Print every line of the listing below, starting with the line that holds "pub struct ItemNode<'a>" and going on through the line that holds "pub fn first(&self, expression: &str)", both included, and print nothing else.
==*==
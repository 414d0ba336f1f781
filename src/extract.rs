//! Extraction of embedded news items from a wrapper document.

use libxml::tree::Node;

use crate::error::StructuralResult;
use crate::namespaces::NamespaceQuery;

/// Every `newsItem` in the NewsML-G2 namespace, at any depth, in document order
pub const NEWS_ITEM_QUERY: &str = "//n:newsItem";

/// Attribute carrying the caller-visible item identifier
pub const GUID_ATTRIBUTE: &str = "guid";

/// One embedded item, borrowed from its wrapper document.
///
/// The lifetime ties the item to the bound document it was extracted from, so
/// an `ItemNode` cannot outlive the tree its node points into.
pub struct ItemNode<'a> {
    node: Node,
    guid: Option<String>,
    position: usize,
    scope: &'a NamespaceQuery<'a>,
}

impl<'a> ItemNode<'a> {
    /// The `guid` attribute as found on the element, if present
    pub fn guid(&self) -> Option<&str> {
        self.guid.as_deref()
    }

    /// Zero-based position in document order
    pub fn position(&self) -> usize {
        self.position
    }

    /// The `newsItem` element
    pub fn node(&self) -> &Node {
        &self.node
    }

    /// The namespace bindings of the owning document
    pub fn scope(&self) -> &'a NamespaceQuery<'a> {
        self.scope
    }

    /// Evaluate `expression` relative to this item.
    pub fn select(&self, expression: &str) -> StructuralResult<Vec<Node>> {
        self.scope.select_from(&self.node, expression)
    }

    /// First match of `expression` relative to this item.
    pub fn first(&self, expression: &str) -> StructuralResult<Option<Node>> {
        self.scope.first_from(&self.node, expression)
    }

    /// Standalone XML of a node inside this item.
    pub fn fragment_xml(&self, node: &Node) -> String {
        self.scope.fragment_xml(node)
    }
}

impl std::fmt::Debug for ItemNode<'_> {
    fn fmt(&self, f: &mut std::fmt::Formatter<'_>) -> std::fmt::Result {
        f.debug_struct("ItemNode")
            .field("guid", &self.guid)
            .field("position", &self.position)
            .finish_non_exhaustive()
    }
}

/// Extract the embedded items of the document bound to `scope`.
///
/// A wrapper without items yields an empty sequence. Identifiers are carried
/// as-is; uniqueness is not checked here.
pub fn extract_items<'a>(scope: &'a NamespaceQuery<'a>) -> StructuralResult<Vec<ItemNode<'a>>> {
    let nodes = scope.select(NEWS_ITEM_QUERY)?;

    Ok(nodes
        .into_iter()
        .enumerate()
        .map(|(position, node)| ItemNode {
            guid: node.get_attribute(GUID_ATTRIBUTE),
            node,
            position,
            scope,
        })
        .collect())
}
==*==
YOUR SOLUTION:
pub struct ItemNode<'a> {
    node: Node,
    guid: Option<String>,
    position: usize,
    scope: &'a NamespaceQuery<'a>,
}

impl<'a> ItemNode<'a> {
    /// The `guid` attribute as found on the element, if present
    pub fn guid(&self) -> Option<&str> {
        self.guid.as_deref()
    }

    /// Zero-based position in document order
    pub fn position(&self) -> usize {
        self.position
    }

    /// The `newsItem` element
    pub fn node(&self) -> &Node {
        &self.node
    }

    /// The namespace bindings of the owning document
    pub fn scope(&self) -> &'a NamespaceQuery<'a> {
        self.scope
    }

    /// Evaluate `expression` relative to this item.
    pub fn select(&self, expression: &str) -> StructuralResult<Vec<Node>> {
        self.scope.select_from(&self.node, expression)
    }

    /// First match of `expression` relative to this item.
    pub fn first(&self, expression: &str) -> StructuralResult<Option<Node>> {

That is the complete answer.